In a statement to Eurogamer back in 2017, it seemed like Square was passing on the blame to driver woes. The company also made it sound like more of Automata’s issues would be resolved, but it’s been years without an update. And I get it, we’re all using different hardware, and I guarantee you there’s someone out there complaining who hasn’t updated a driver in 30 years, but a fan mod still managed to do what Square wouldn’t. That’s where things feel really unacceptable.

It looks like Microsoft may have arranged Automata’s improved version, so kudos to them for not offering a platform to a messy product, but I’m still ill over it. In all honesty, with a PC port that’s actually functional available now, I think the Steam SKU should just be pulled. I realize that’s never happening, but for folks more casually browsing PC games, I don’t think they’ll know Automata’s messy Steam version lags behind what you can get on the Windows Store.

At the end of the day, I think what bothers me the most about the Automata port isn’t even that there’s a better version available, but that this just seems to be a port trend I’m supposed to accept.

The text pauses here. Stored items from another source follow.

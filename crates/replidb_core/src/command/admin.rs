//! Catalog commands: collections and indexes.

use super::{validate_collection_name, Command, Request};
use crate::catalog::IndexSpec;
use crate::error::{CommandError, CommandResult, ErrorCode};
use crate::transaction::WriteTransaction;
use crate::types::Namespace;
use replidb_document::Document;
use tracing::debug;

/// Creates an empty collection.
///
/// Fails with `NamespaceExists` if the collection already exists.
#[derive(Debug, Clone, Copy, Default)]
pub struct CreateCollectionCommand;

/// Argument of [`CreateCollectionCommand`].
#[derive(Debug, Clone, PartialEq, Eq)]
pub struct CreateCollectionArgument {
    /// Collection to create.
    pub collection: String,
}

impl CreateCollectionArgument {
    /// Creates the argument.
    pub fn new(collection: impl Into<String>) -> Self {
        Self {
            collection: collection.into(),
        }
    }
}

impl Command for CreateCollectionCommand {
    type Arg = CreateCollectionArgument;
    type Reply = ();

    fn name(&self) -> &'static str {
        "create"
    }

    fn run(
        &self,
        request: &Request,
        arg: CreateCollectionArgument,
        txn: &mut WriteTransaction<'_>,
    ) -> CommandResult<()> {
        validate_collection_name(&arg.collection)?;
        let ns = Namespace::new(request.database.as_str(), arg.collection);
        if !txn.working_mut().create_collection(&ns) {
            return Err(CommandError::new(
                ErrorCode::NamespaceExists,
                format!("collection already exists: {ns}"),
            ));
        }
        Ok(())
    }
}

/// Builds indexes on a collection, creating the collection if needed.
///
/// Replies with the number of indexes actually created; specs identical to
/// an existing index are skipped.
#[derive(Debug, Clone, Copy, Default)]
pub struct CreateIndexesCommand;

/// Argument of [`CreateIndexesCommand`].
#[derive(Debug, Clone, PartialEq, Eq)]
pub struct CreateIndexesArgument {
    /// Target collection.
    pub collection: String,
    /// Indexes to build.
    pub indexes: Vec<IndexSpec>,
}

impl CreateIndexesArgument {
    /// Creates the argument.
    pub fn new(collection: impl Into<String>, indexes: Vec<IndexSpec>) -> Self {
        Self {
            collection: collection.into(),
            indexes,
        }
    }
}

impl Command for CreateIndexesCommand {
    type Arg = CreateIndexesArgument;
    type Reply = usize;

    fn name(&self) -> &'static str {
        "createIndexes"
    }

    fn run(
        &self,
        request: &Request,
        arg: CreateIndexesArgument,
        txn: &mut WriteTransaction<'_>,
    ) -> CommandResult<usize> {
        validate_collection_name(&arg.collection)?;
        let ns = Namespace::new(request.database.as_str(), arg.collection);
        let collection = txn.working_mut().collection_or_create(&ns);

        let mut created = 0;
        for spec in arg.indexes {
            if spec.name.is_empty() || spec.key.is_empty() {
                return Err(CommandError::bad_value(format!(
                    "index on {ns} needs a name and a non-empty key"
                )));
            }
            if collection.add_index(spec)? {
                created += 1;
            }
        }
        debug!(ns = %ns, created, "indexes created");
        Ok(created)
    }
}

/// Drops a collection and its indexes.
#[derive(Debug, Clone, Copy, Default)]
pub struct DropCollectionCommand;

/// Argument of [`DropCollectionCommand`].
#[derive(Debug, Clone, PartialEq, Eq)]
pub struct DropCollectionArgument {
    /// Collection to drop.
    pub collection: String,
}

impl DropCollectionArgument {
    /// Creates the argument.
    pub fn new(collection: impl Into<String>) -> Self {
        Self {
            collection: collection.into(),
        }
    }
}

impl Command for DropCollectionCommand {
    type Arg = DropCollectionArgument;
    type Reply = ();

    fn name(&self) -> &'static str {
        "drop"
    }

    fn run(
        &self,
        request: &Request,
        arg: DropCollectionArgument,
        txn: &mut WriteTransaction<'_>,
    ) -> CommandResult<()> {
        let ns = Namespace::new(request.database.as_str(), arg.collection);
        txn.working_mut()
            .remove_collection(&ns)
            .map(|_| ())
            .ok_or_else(|| CommandError::namespace_not_found(&ns))
    }
}

/// Drops the request's database. Replies with the number of collections
/// removed; dropping a missing database removes nothing.
#[derive(Debug, Clone, Copy, Default)]
pub struct DropDatabaseCommand;

impl Command for DropDatabaseCommand {
    type Arg = ();
    type Reply = usize;

    fn name(&self) -> &'static str {
        "dropDatabase"
    }

    fn run(
        &self,
        request: &Request,
        _arg: (),
        txn: &mut WriteTransaction<'_>,
    ) -> CommandResult<usize> {
        Ok(txn.working_mut().remove_database(&request.database))
    }
}

/// Which indexes [`DropIndexesCommand`] removes.
#[derive(Debug, Clone, PartialEq, Eq)]
pub enum IndexSelector {
    /// Every index except `_id_`.
    All,
    /// One index by name.
    Name(String),
    /// One index by key pattern.
    Key(Document),
}

/// Argument of [`DropIndexesCommand`].
#[derive(Debug, Clone, PartialEq, Eq)]
pub struct DropIndexesArgument {
    /// Target collection.
    pub collection: String,
    /// Indexes to drop.
    pub selector: IndexSelector,
}

impl DropIndexesArgument {
    /// Creates the argument.
    pub fn new(collection: impl Into<String>, selector: IndexSelector) -> Self {
        Self {
            collection: collection.into(),
            selector,
        }
    }
}

/// Drops indexes. Replies with the number of indexes removed.
#[derive(Debug, Clone, Copy, Default)]
pub struct DropIndexesCommand;

impl Command for DropIndexesCommand {
    type Arg = DropIndexesArgument;
    type Reply = usize;

    fn name(&self) -> &'static str {
        "dropIndexes"
    }

    fn run(
        &self,
        request: &Request,
        arg: DropIndexesArgument,
        txn: &mut WriteTransaction<'_>,
    ) -> CommandResult<usize> {
        let ns = Namespace::new(request.database.as_str(), arg.collection);
        let collection = txn
            .working_mut()
            .collection_mut(&ns)
            .ok_or_else(|| CommandError::namespace_not_found(&ns))?;

        match arg.selector {
            IndexSelector::All => Ok(collection.drop_all_indexes()),
            IndexSelector::Name(name) => collection.drop_index(&name).map(|()| 1),
            IndexSelector::Key(key) => {
                let name = collection.index_name_by_key(&key).ok_or_else(|| {
                    CommandError::new(
                        ErrorCode::IndexNotFound,
                        format!("can't find index with key: {key}"),
                    )
                })?;
                collection.drop_index(&name).map(|()| 1)
            }
        }
    }
}

/// Argument of [`RenameCollectionCommand`].
#[derive(Debug, Clone, PartialEq, Eq)]
pub struct RenameCollectionArgument {
    /// Source namespace.
    pub from: Namespace,
    /// Target namespace; may be in another database.
    pub to: Namespace,
    /// Replace an existing target instead of failing.
    pub drop_target: bool,
}

impl RenameCollectionArgument {
    /// Creates the argument.
    pub fn new(from: Namespace, to: Namespace, drop_target: bool) -> Self {
        Self {
            from,
            to,
            drop_target,
        }
    }
}

/// Moves a collection, with its documents and indexes, to a new namespace.
#[derive(Debug, Clone, Copy, Default)]
pub struct RenameCollectionCommand;

impl Command for RenameCollectionCommand {
    type Arg = RenameCollectionArgument;
    type Reply = ();

    fn name(&self) -> &'static str {
        "renameCollection"
    }

    fn run(
        &self,
        _request: &Request,
        arg: RenameCollectionArgument,
        txn: &mut WriteTransaction<'_>,
    ) -> CommandResult<()> {
        validate_collection_name(&arg.to.collection)?;
        if arg.from == arg.to {
            return Err(CommandError::new(
                ErrorCode::IllegalOperation,
                format!("cannot rename {} to itself", arg.from),
            ));
        }
        let state = txn.working_mut();
        if state.collection(&arg.from).is_none() {
            return Err(CommandError::namespace_not_found(&arg.from));
        }
        if state.collection(&arg.to).is_some() {
            if !arg.drop_target {
                return Err(CommandError::new(
                    ErrorCode::NamespaceExists,
                    format!("target namespace exists: {}", arg.to),
                ));
            }
            state.remove_collection(&arg.to);
        }
        if let Some(collection) = state.remove_collection(&arg.from) {
            state.put_collection(&arg.to, collection);
        }
        Ok(())
    }
}
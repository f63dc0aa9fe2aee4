//! Typed commands executed against a write transaction.
//!
//! A [`Command`] pairs a typed argument with a typed reply. Commands are
//! always run through [`WriteTransaction::execute`], which checks the
//! [`Request`] envelope before delegating to [`Command::run`].

mod admin;
mod write;

pub use admin::{
    CreateCollectionArgument, CreateCollectionCommand, CreateIndexesArgument,
    CreateIndexesCommand, DropCollectionArgument, DropCollectionCommand, DropDatabaseCommand,
    DropIndexesArgument, DropIndexesCommand, IndexSelector, RenameCollectionArgument,
    RenameCollectionCommand,
};
pub use write::{
    DeleteArgument, DeleteCommand, DeleteStatement, InsertArgument, InsertCommand,
    UpdateArgument, UpdateCommand, UpdateResult, UpdateStatement, Upserted, WriteError,
};

use crate::error::{CommandError, CommandResult};
use crate::transaction::WriteTransaction;

/// The envelope every command execution carries.
#[derive(Debug, Clone, PartialEq, Eq)]
pub struct Request {
    /// Database the command runs against.
    pub database: String,
    /// Whether the request originates inside the server (replication,
    /// maintenance) rather than from a client connection.
    pub from_internal: bool,
}

impl Request {
    /// Creates a request issued by the system itself.
    pub fn internal(database: impl Into<String>) -> Self {
        Self {
            database: database.into(),
            from_internal: true,
        }
    }

    /// Creates a request issued by a client.
    pub fn user(database: impl Into<String>) -> Self {
        Self {
            database: database.into(),
            from_internal: false,
        }
    }
}

/// A typed command.
pub trait Command {
    /// Argument type.
    type Arg;
    /// Reply type of an ok status.
    type Reply;

    /// Canonical command name.
    fn name(&self) -> &'static str;

    /// Runs the command. Callers go through [`WriteTransaction::execute`].
    fn run(
        &self,
        request: &Request,
        arg: Self::Arg,
        txn: &mut WriteTransaction<'_>,
    ) -> CommandResult<Self::Reply>;
}

pub(crate) fn validate_collection_name(name: &str) -> CommandResult<()> {
    if name.is_empty() || name.contains('\0') || name.starts_with('.') || name.ends_with('.') {
        return Err(CommandError::bad_value(format!(
            "invalid collection name: '{name}'"
        )));
    }
    Ok(())
}
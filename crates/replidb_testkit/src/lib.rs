//! # ReplIDB Testkit
//!
//! Test utilities for ReplIDB.
//!
//! This crate provides:
//! - A recording [`SyncServiceView`](replidb_repl::SyncServiceView) with
//!   scripted delivery failures
//! - A scripted fetch source
//! - Oplog dump files for CLI tests
//! - Property-based test generators using proptest
//!
//! ## Usage
//!
//! ```rust,ignore
//! use replidb_testkit::prelude::*;
//!
//! #[test]
//! fn loop_delivers_everything() {
//!     let view = Arc::new(RecordingView::new());
//!     let fetcher = ScriptedFetcher::new(vec![Ok(batch(insert_ops("app", "c", 3), true))]);
//!     SyncFetcher::new(view.clone(), fetcher).run();
//!     assert_eq!(view.delivered().len(), 3);
//! }
//! ```

#![deny(unsafe_code)]
#![warn(missing_docs)]

pub mod fixtures;
pub mod generators;

/// Prelude module for convenient imports
pub mod prelude {
    pub use crate::fixtures::*;
    pub use crate::generators::*;
}

pub use fixtures::*;
pub use generators::*;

I’ve had bad experiences with Chrono Trigger, Final Fantasy 9, and Final Fantasy 13 now - some of those got fixed, some didn’t, and some I’ll never know because I’m not going back. Square Enix now has two ports of the same game available on PC and is, for some reason, still allowing the more broken one to exist. Nevermind fixing it for those of us who bought it; just stop other folks from doing the same.